Hypodrasia

Scientific classification
- Domain: Eukaryota
- Kingdom: Animalia
- Phylum: Arthropoda
- Class: Insecta
- Order: Lepidoptera
- Family: Gelechiidae
- Subfamily: Gelechiinae
- Genus: Hypodrasia Diakonoff, [1968]
- Species: H. acycla
- Binomial name: Hypodrasia acycla Diakonoff, [1968]

= Hypodrasia =

- Authority: Diakonoff, [1968]
- Parent authority: Diakonoff, [1968]

Genus of moths

Hypodrasia is a genus of moth in the family Gelechiidae. It contains the species Hypodrasia acycla, which is found in the Philippines (Luzon).

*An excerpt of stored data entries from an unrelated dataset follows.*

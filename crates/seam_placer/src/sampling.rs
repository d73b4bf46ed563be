//! Uniform surface sampling of a triangle set.
//!
//! Sample density is proportional to triangle area. Placement is
//! deterministic: samples walk the cumulative area table and land on a
//! low-discrepancy barycentric sequence, so repeated runs produce identical
//! visibility fields without a seed.

use glam::Vec3;
use rayon::prelude::*;

use crate::mesh::TriangleSet;

// The R2 sequence constants (inverse powers of the plastic number).
const R2_ALPHA_1: f64 = 0.754_877_666_246_692_7;
const R2_ALPHA_2: f64 = 0.569_840_290_998_053_2;

/// Surface samples of a triangle set. All arrays have equal length.
#[derive(Clone, Debug, Default)]
pub struct TriangleSetSamples {
  pub total_area: f32,
  pub positions: Vec<Vec3>,
  pub normals: Vec<Vec3>,
  pub triangle_indices: Vec<usize>,
}

impl TriangleSetSamples {
  pub fn len(&self) -> usize {
    self.positions.len()
  }

  pub fn is_empty(&self) -> bool {
    self.positions.is_empty()
  }
}

/// Sample `samples_count` points uniformly over the surface.
pub fn sample_uniform(samples_count: usize, triangles: &TriangleSet) -> TriangleSetSamples {
  if triangles.is_empty() || samples_count == 0 {
    return TriangleSetSamples::default();
  }

  let mut cumulative_areas = Vec::with_capacity(triangles.triangle_count());
  let mut total_area = 0.0f64;
  for index in 0..triangles.triangle_count() {
    total_area += triangles.triangle_area(index) as f64;
    cumulative_areas.push(total_area);
  }
  if total_area <= 0.0 {
    return TriangleSetSamples::default();
  }

  let samples: Vec<(Vec3, Vec3, usize)> = (0..samples_count)
    .into_par_iter()
    .map(|sample_index| {
      let target = (sample_index as f64 + 0.5) / samples_count as f64 * total_area;
      let triangle_index = cumulative_areas
        .partition_point(|&area| area < target)
        .min(triangles.triangle_count() - 1);

      let mut u = (sample_index as f64 * R2_ALPHA_1).fract() as f32;
      let mut v = (sample_index as f64 * R2_ALPHA_2).fract() as f32;
      if u + v > 1.0 {
        u = 1.0 - u;
        v = 1.0 - v;
      }

      let [a, b, c] = triangles.triangle(triangle_index);
      let position = a + u * (b - a) + v * (c - a);
      (position, triangles.face_normal(triangle_index), triangle_index)
    })
    .collect();

  let mut result = TriangleSetSamples {
    total_area: total_area as f32,
    positions: Vec::with_capacity(samples_count),
    normals: Vec::with_capacity(samples_count),
    triangle_indices: Vec::with_capacity(samples_count),
  };
  for (position, normal, triangle_index) in samples {
    result.positions.push(position);
    result.normals.push(normal);
    result.triangle_indices.push(triangle_index);
  }
  result
}

#[cfg(test)]
#[path = "sampling_test.rs"]
mod sampling_test;
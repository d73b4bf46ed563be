//! Painted seam regions.
//!
//! Users paint enforcer and blocker triangles on the model. Both sets are
//! kept in world space (volume and object transforms baked in) behind
//! triangle trees so perimeter points can ask "is anything painted within
//! this radius of me".

use glam::{DMat4, Vec3};
use nalgebra::Point3;
use parry3d::query::PointQuery;
use parry3d::shape::TriMesh;

use crate::mesh::TriangleSet;
use crate::types::ModelVolume;

fn build_tree(triangles: &TriangleSet) -> Option<TriMesh> {
  if triangles.is_empty() {
    return None;
  }
  let vertices = triangles
    .positions
    .iter()
    .map(|position| Point3::new(position.x, position.y, position.z))
    .collect();
  TriMesh::new(vertices, triangles.indices.clone()).ok()
}

/// Enforcer and blocker lookup for one object.
pub struct Painting {
  enforcers: Option<TriMesh>,
  blockers: Option<TriMesh>,
}

impl Painting {
  /// Bake all painted facets of the object's volumes into world space.
  pub fn new(obj_transform: &DMat4, volumes: &[ModelVolume]) -> Self {
    let mut enforcers = TriangleSet::default();
    let mut blockers = TriangleSet::default();

    for volume in volumes {
      if volume.seam_enforcers.is_empty() && volume.seam_blockers.is_empty() {
        continue;
      }
      let transform = *obj_transform * volume.transform;
      enforcers.merge(&volume.seam_enforcers.transformed(&transform));
      blockers.merge(&volume.seam_blockers.transformed(&transform));
    }

    Self {
      enforcers: build_tree(&enforcers),
      blockers: build_tree(&blockers),
    }
  }

  fn is_within(tree: &Option<TriMesh>, position: Vec3, radius: f32) -> bool {
    match tree {
      Some(mesh) => {
        let point = Point3::new(position.x, position.y, position.z);
        mesh.distance_to_local_point(&point, true) <= radius
      }
      None => false,
    }
  }

  /// Any enforcer triangle within `radius` of `position`.
  pub fn is_enforced(&self, position: Vec3, radius: f32) -> bool {
    Self::is_within(&self.enforcers, position, radius)
  }

  /// Any blocker triangle within `radius` of `position`.
  pub fn is_blocked(&self, position: Vec3, radius: f32) -> bool {
    Self::is_within(&self.blockers, position, radius)
  }
}

#[cfg(test)]
#[path = "painting_test.rs"]
mod painting_test;
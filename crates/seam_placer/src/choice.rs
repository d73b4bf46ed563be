//! Seam choice and the chooser dispatch.
//!
//! Points on a perimeter fall into 3x3 = 9 categories (painted type x
//! classification), searched in a fixed priority order. An enforced
//! overhanging point always beats a common embedded point, and so on. The
//! first category a picker succeeds on wins.

use glam::DVec2;

use crate::geometry::BBox2;
use crate::perimeter::{extract_points, Perimeter, PointClassification, PointType};

/// A chosen seam location on a perimeter.
///
/// When `previous_index == next_index` the seam sits exactly on that
/// vertex; otherwise it lies on the edge between the two consecutive
/// vertices.
#[derive(Clone, Copy, Debug, Default, PartialEq)]
pub struct SeamChoice {
  pub previous_index: usize,
  pub next_index: usize,
  pub position: DVec2,
}

impl SeamChoice {
  pub fn at_vertex(index: usize, position: DVec2) -> Self {
    Self {
      previous_index: index,
      next_index: index,
      position,
    }
  }

  pub fn is_at_vertex(&self) -> bool {
    self.previous_index == self.next_index
  }
}

/// A seam choice bundled with the perimeter it was made on.
pub struct SeamPerimeterChoice {
  pub choice: SeamChoice,
  pub perimeter: Perimeter,
  pub bounding_box: BBox2,
}

impl SeamPerimeterChoice {
  pub fn new(choice: SeamChoice, perimeter: Perimeter) -> Self {
    let bounding_box = BBox2::from_points(perimeter.positions.iter().copied());
    Self {
      choice,
      perimeter,
      bounding_box,
    }
  }
}

/// A seam-picking policy: given a category, propose a point or decline.
pub trait SeamPicker {
  fn pick(
    &mut self,
    perimeter: &Perimeter,
    point_type: PointType,
    point_classification: PointClassification,
  ) -> Option<SeamChoice>;
}

const TYPE_SEARCH_ORDER: [PointType; 3] =
  [PointType::Enforcer, PointType::Common, PointType::Blocker];
const CLASSIFICATION_SEARCH_ORDER: [PointClassification; 3] = [
  PointClassification::Embedded,
  PointClassification::Common,
  PointClassification::Overhang,
];

/// Search the categories in priority order.
///
/// A point type that has points but yields no pick under any classification
/// ends the search with no choice: a painted region must not silently
/// degrade to a weaker type.
pub fn maybe_choose_seam_point(
  perimeter: &Perimeter,
  seam_picker: &mut impl SeamPicker,
) -> Option<SeamChoice> {
  for point_type in TYPE_SEARCH_ORDER {
    for point_classification in CLASSIFICATION_SEARCH_ORDER {
      if let Some(seam_choice) = seam_picker.pick(perimeter, point_type, point_classification) {
        return Some(seam_choice);
      }
    }
    if !extract_points(perimeter, point_type).is_empty() {
      return None;
    }
  }
  None
}

/// Like [`maybe_choose_seam_point`], falling back to the perimeter's first
/// vertex when nothing reasonable could be picked.
pub fn choose_seam_point(perimeter: &Perimeter, seam_picker: &mut impl SeamPicker) -> SeamChoice {
  if let Some(seam_choice) = maybe_choose_seam_point(perimeter, seam_picker) {
    return seam_choice;
  }

  // Failed to choose any reasonable point!
  match perimeter.positions.first() {
    Some(position) => SeamChoice::at_vertex(0, *position),
    None => SeamChoice::default(),
  }
}

/// Degenerate perimeters always seam at their first point, if they have
/// one.
pub fn choose_degenerate_seam_point(perimeter: &Perimeter) -> Option<SeamChoice> {
  perimeter
    .positions
    .first()
    .map(|position| SeamChoice::at_vertex(0, *position))
}

#[cfg(test)]
#[path = "choice_test.rs"]
mod choice_test;
//! Seam placement façade.
//!
//! `Placer::init` does all the heavy lifting per object: painting lookup,
//! perimeter construction and, for every strategy except nearest, the full
//! seam precomputation. `place_seam` then answers per-loop queries by
//! projecting the chosen seam onto the actual extrusion loop, optionally
//! staggering inner perimeter seams away from the outer one.

use glam::DVec2;
use tracing::debug;

use crate::aligned::{self, Nearest, VisibilityCalculator};
use crate::cancel::{ensure_not_cancelled, CancelCallback, Cancelled};
use crate::choice::{
  choose_seam_point, maybe_choose_seam_point, SeamChoice, SeamPerimeterChoice, SeamPicker,
};
use crate::distancer::LineDistancer;
use crate::geometry::{
  convert_to_geometry, edge_normal, pick_closest_bounding_box, polyline_normal,
  project_to_boundary, visit_forward, BBox2, BoundedPolygon,
};
use crate::painting::Painting;
use crate::params::{Params, SeamPosition};
use crate::perimeter::{
  self, create_perimeters, AngleType, BoundedPerimeter, Perimeter, PointClassification, PointType,
};
use crate::random;
use crate::rear;
use crate::shells::create_shells;
use crate::types::{get_extrusions, ExtrusionLoop, LoopRole, SlicedObject};
use crate::visibility::Visibility;

/// Arm length for the vertex normal used when projecting a seam inward.
const PROJECTION_NORMAL_ARM_LENGTH: f64 = 0.1;

/// Picks the non-smooth qualifying vertex closest to a preferred position.
/// Used by the nearest strategy before falling back to edge feet.
struct NearestCorner {
  prefered_position: DVec2,
}

impl SeamPicker for NearestCorner {
  fn pick(
    &mut self,
    perimeter: &Perimeter,
    point_type: PointType,
    point_classification: PointClassification,
  ) -> Option<SeamChoice> {
    let mut corner_candidate: Option<SeamChoice> = None;
    let mut min_distance = f64::INFINITY;
    for index in 0..perimeter.positions.len() {
      if perimeter.point_types[index] == point_type
        && perimeter.point_classifications[index] == point_classification
        && perimeter.angle_types[index] != AngleType::Smooth
      {
        let point = perimeter.positions[index];
        let distance = (self.prefered_position - point).length();
        if corner_candidate.is_none() || distance < min_distance {
          corner_candidate = Some(SeamChoice::at_vertex(index, point));
          min_distance = distance;
        }
      }
    }
    corner_candidate
  }
}

fn choose_closest_seam<'a>(
  seams: &'a [SeamPerimeterChoice],
  loop_polygon: &[DVec2],
) -> Option<&'a SeamPerimeterChoice> {
  let choose_from: Vec<BBox2> = seams.iter().map(|choice| choice.bounding_box).collect();
  let loop_bounding_box = BBox2::from_points(loop_polygon.iter().copied());
  let (choice_index, _) = pick_closest_bounding_box(&loop_bounding_box, &choose_from)?;
  Some(&seams[choice_index])
}

/// Shoot from the chosen perimeter point inward and land on the extrusion
/// loop. Returns the loop line hit and the foot point on it.
fn project_to_extrusion_loop(
  seam_choice: &SeamChoice,
  perimeter: &Perimeter,
  loop_distancer: &LineDistancer,
) -> Option<(usize, DVec2)> {
  let edge =
    perimeter.positions[seam_choice.next_index] - perimeter.positions[seam_choice.previous_index];
  let normal = if seam_choice.is_at_vertex() {
    polyline_normal(
      &perimeter.positions,
      seam_choice.previous_index,
      PROJECTION_NORMAL_ARM_LENGTH,
    )
  } else {
    edge_normal(edge)
  };

  let depth = loop_distancer.distance(seam_choice.position);
  let final_position = seam_choice.position - normal * depth;

  loop_distancer
    .nearest(final_position)
    .map(|(loop_line_index, loop_point, _)| (loop_line_index, loop_point))
}

fn offset_along_loop_lines(
  point: DVec2,
  loop_line_index: usize,
  loop_distancer: &LineDistancer,
  offset: f64,
) -> Option<DVec2> {
  let mut distance = 0.0;
  let mut previous_point = point;
  let mut offset_point = None;
  visit_forward(loop_line_index, loop_distancer.line_count(), |index| {
    let next_point = loop_distancer.line(index).1;
    let edge = next_point - previous_point;

    if distance + edge.length() > offset {
      let remaining_distance = offset - distance;
      offset_point = Some(previous_point + remaining_distance * edge.normalize_or_zero());
      return true;
    }

    distance += edge.length();
    previous_point = next_point;
    false
  });
  offset_point
}

fn get_angle(seam_choice: &SeamChoice, perimeter: &Perimeter) -> f64 {
  if seam_choice.is_at_vertex() {
    perimeter.angles[seam_choice.previous_index]
  } else {
    0.0
  }
}

/// Land the chosen seam on the physical extrusion loop.
pub fn finalize_seam_position(
  loop_polygon: &[DVec2],
  seam_choice: &SeamChoice,
  perimeter: &Perimeter,
  loop_width: f64,
  do_staggering: bool,
) -> DVec2 {
  let loop_loops = [loop_polygon.to_vec()];
  let loop_distancer = LineDistancer::new(&loop_loops);
  let Some((loop_line_index, loop_point)) =
    project_to_extrusion_loop(seam_choice, perimeter, &loop_distancer)
  else {
    return seam_choice.position;
  };

  if do_staggering {
    let depth = (loop_point - seam_choice.position).length() - loop_width / 2.0;
    let angle = get_angle(seam_choice, perimeter);
    let initial_offset = if angle > 0.0 { angle / 2.0 * depth } else { 0.0 };
    let additional_offset = if angle < 0.0 {
      (angle / 2.0).cos() * depth
    } else {
      depth
    };
    let staggering_offset = initial_offset + additional_offset;

    if let Some(staggered_point) = offset_along_loop_lines(
      loop_point,
      loop_line_index,
      &loop_distancer,
      staggering_offset,
    ) {
      return staggered_point;
    }
  }

  loop_point
}

fn place_seam_near(
  layer_perimeters: &[BoundedPerimeter],
  loop_polygon: &[DVec2],
  position: DVec2,
  max_detour: f64,
) -> Option<(SeamChoice, usize)> {
  let choose_from: Vec<BBox2> = layer_perimeters
    .iter()
    .map(|bounded_perimeter| bounded_perimeter.bounding_box)
    .collect();
  let loop_bounding_box = BBox2::from_points(loop_polygon.iter().copied());
  let (choice_index, _) = pick_closest_bounding_box(&loop_bounding_box, &choose_from)?;
  let perimeter = &layer_perimeters[choice_index].perimeter;

  let mut nearest_corner = NearestCorner {
    prefered_position: position,
  };
  if let Some(corner_choice) = maybe_choose_seam_point(perimeter, &mut nearest_corner) {
    return Some((corner_choice, choice_index));
  }

  let mut nearest = Nearest {
    prefered_position: position,
    max_detour,
  };
  Some((choose_seam_point(perimeter, &mut nearest), choice_index))
}

enum ObjectSeamData {
  /// Per-layer seams computed at init.
  Precalculated(Vec<Vec<SeamPerimeterChoice>>),

  /// Per-layer perimeters kept for query-time nearest placement.
  Deferred(Vec<Vec<BoundedPerimeter>>),
}

struct ObjectSeams {
  perimeter_counts: Vec<usize>,
  data: ObjectSeamData,
}

/// The seam placement façade. Build once with [`Placer::init`], then query
/// freely; a fully initialized placer only reads.
pub struct Placer {
  params: Params,
  objects: Vec<ObjectSeams>,
}

impl Placer {
  pub fn init(
    objects: &[SlicedObject],
    params: Params,
    cancel: &CancelCallback,
  ) -> Result<Self, Cancelled> {
    debug!("seam placer init: start");

    let mut object_seams = Vec::with_capacity(objects.len());
    for object in objects {
      let painting = Painting::new(&object.transform, &object.volumes);
      ensure_not_cancelled(cancel)?;

      let extrusions = get_extrusions(&object.layers);
      let layer_infos =
        perimeter::layer_infos(&object.layers, params.perimeter.elephant_foot_compensation);
      let projected: Vec<Vec<BoundedPolygon>> = extrusions
        .iter()
        .map(|layer| match object.strategy {
          SeamPosition::Random => convert_to_geometry(layer),
          _ => project_to_boundary(layer, params.max_distance),
        })
        .collect();
      let perimeters = create_perimeters(&projected, &layer_infos, &painting, &params.perimeter);
      ensure_not_cancelled(cancel)?;

      let data = match object.strategy {
        SeamPosition::Nearest => ObjectSeamData::Deferred(perimeters),
        SeamPosition::Aligned => {
          let visibility =
            Visibility::new(&object.transform, &object.volumes, &params.visibility, cancel)?;
          let visibility_calculator = VisibilityCalculator {
            points_visibility: &visibility,
            convex_visibility_modifier: params.convex_visibility_modifier,
            concave_visibility_modifier: params.concave_visibility_modifier,
          };
          let shells = create_shells(perimeters, params.max_distance);
          ensure_not_cancelled(cancel)?;
          ObjectSeamData::Precalculated(aligned::get_object_seams(
            shells,
            &visibility_calculator,
            &params.aligned,
          ))
        }
        SeamPosition::Rear => ObjectSeamData::Precalculated(rear::get_object_seams(
          perimeters,
          params.rear_tolerance,
          params.rear_y_offset,
        )),
        SeamPosition::Random => ObjectSeamData::Precalculated(random::get_object_seams(
          perimeters,
          params.random_seed,
        )),
      };
      ensure_not_cancelled(cancel)?;

      object_seams.push(ObjectSeams {
        perimeter_counts: object.layers.iter().map(|layer| layer.perimeter_count).collect(),
        data,
      });
    }

    debug!("seam placer init: end");
    Ok(Self {
      params,
      objects: object_seams,
    })
  }

  /// The start-of-loop point for one extrusion loop, in the layer frame.
  pub fn place_seam(
    &self,
    object_index: usize,
    layer_index: usize,
    extrusion_loop: &ExtrusionLoop,
    last_pos: DVec2,
  ) -> DVec2 {
    let object = &self.objects[object_index];
    let loop_polygon = &extrusion_loop.polygon;
    let fallback = loop_polygon.first().copied().unwrap_or(last_pos);

    let do_staggering =
      self.params.staggered_inner_seams && extrusion_loop.role == LoopRole::InnerPerimeter;
    let loop_width = extrusion_loop.width;

    match &object.data {
      ObjectSeamData::Deferred(perimeters) => {
        let Some(layer_perimeters) = perimeters.get(layer_index) else {
          return fallback;
        };
        let Some((seam_choice, perimeter_index)) = place_seam_near(
          layer_perimeters,
          loop_polygon,
          last_pos,
          self.params.max_nearest_detour,
        ) else {
          return fallback;
        };
        finalize_seam_position(
          loop_polygon,
          &seam_choice,
          &layer_perimeters[perimeter_index].perimeter,
          loop_width,
          do_staggering,
        )
      }
      ObjectSeamData::Precalculated(seams) => {
        let Some(seams_on_perimeters) = seams.get(layer_index) else {
          return fallback;
        };

        // With two or three perimeters total and exactly one hole among the
        // externals, put the visible seam on the contour rather than inside
        // the pocket.
        let perimeter_count = object.perimeter_counts.get(layer_index).copied().unwrap_or(0);
        let has_2_or_3_perimeters = perimeter_count == 2 || perimeter_count == 3;
        if has_2_or_3_perimeters
          && seams_on_perimeters.len() == 2
          && seams_on_perimeters[0].perimeter.is_hole != seams_on_perimeters[1].perimeter.is_hole
        {
          let seam_perimeter_choice = if seams_on_perimeters[0].perimeter.is_hole {
            &seams_on_perimeters[1]
          } else {
            &seams_on_perimeters[0]
          };
          return finalize_seam_position(
            loop_polygon,
            &seam_perimeter_choice.choice,
            &seam_perimeter_choice.perimeter,
            loop_width,
            do_staggering,
          );
        }

        let Some(seam_perimeter_choice) = choose_closest_seam(seams_on_perimeters, loop_polygon)
        else {
          return fallback;
        };
        finalize_seam_position(
          loop_polygon,
          &seam_perimeter_choice.choice,
          &seam_perimeter_choice.perimeter,
          loop_width,
          do_staggering,
        )
      }
    }
  }
}

#[cfg(test)]
#[path = "placer_test.rs"]
mod placer_test;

The wingspan is about 11 mm for males and 13–16 mm for females. The forewings are sordid greyish white or ochreous white, densely suffused and irrorated with grey and dark fuscous, more so along the costa and especially on the posterior sixth of the wing. There is a rather faint, sinuate and vertical transverse darker grey fascia at three-fourths, the upper fourth straight and darker, the lower three-fourths strongly convex posteriorly, suffused and fainter. This fascia is suffusedly edged with paler posteriorly. There is a series of faint darker dots along the costa before the apex, in the apex and along the termen to the tornus and the base of the costa is suffused with blackish. A faint darker spot is found on the costa before the middle and there are two round black dots in an inwards-oblique series in the disc beyond the base. There is also a large, conspicuous black spot in the fold before one-third, sometimes reaching the dorsal edge and rising above the middle of the disc. The second discal stigma is very small, before two-thirds, with a small elongate mark right below it, sometimes beyond it. The hindwings are glossy pale bronze grey, finely irrorated with fuscous, more so towards apex.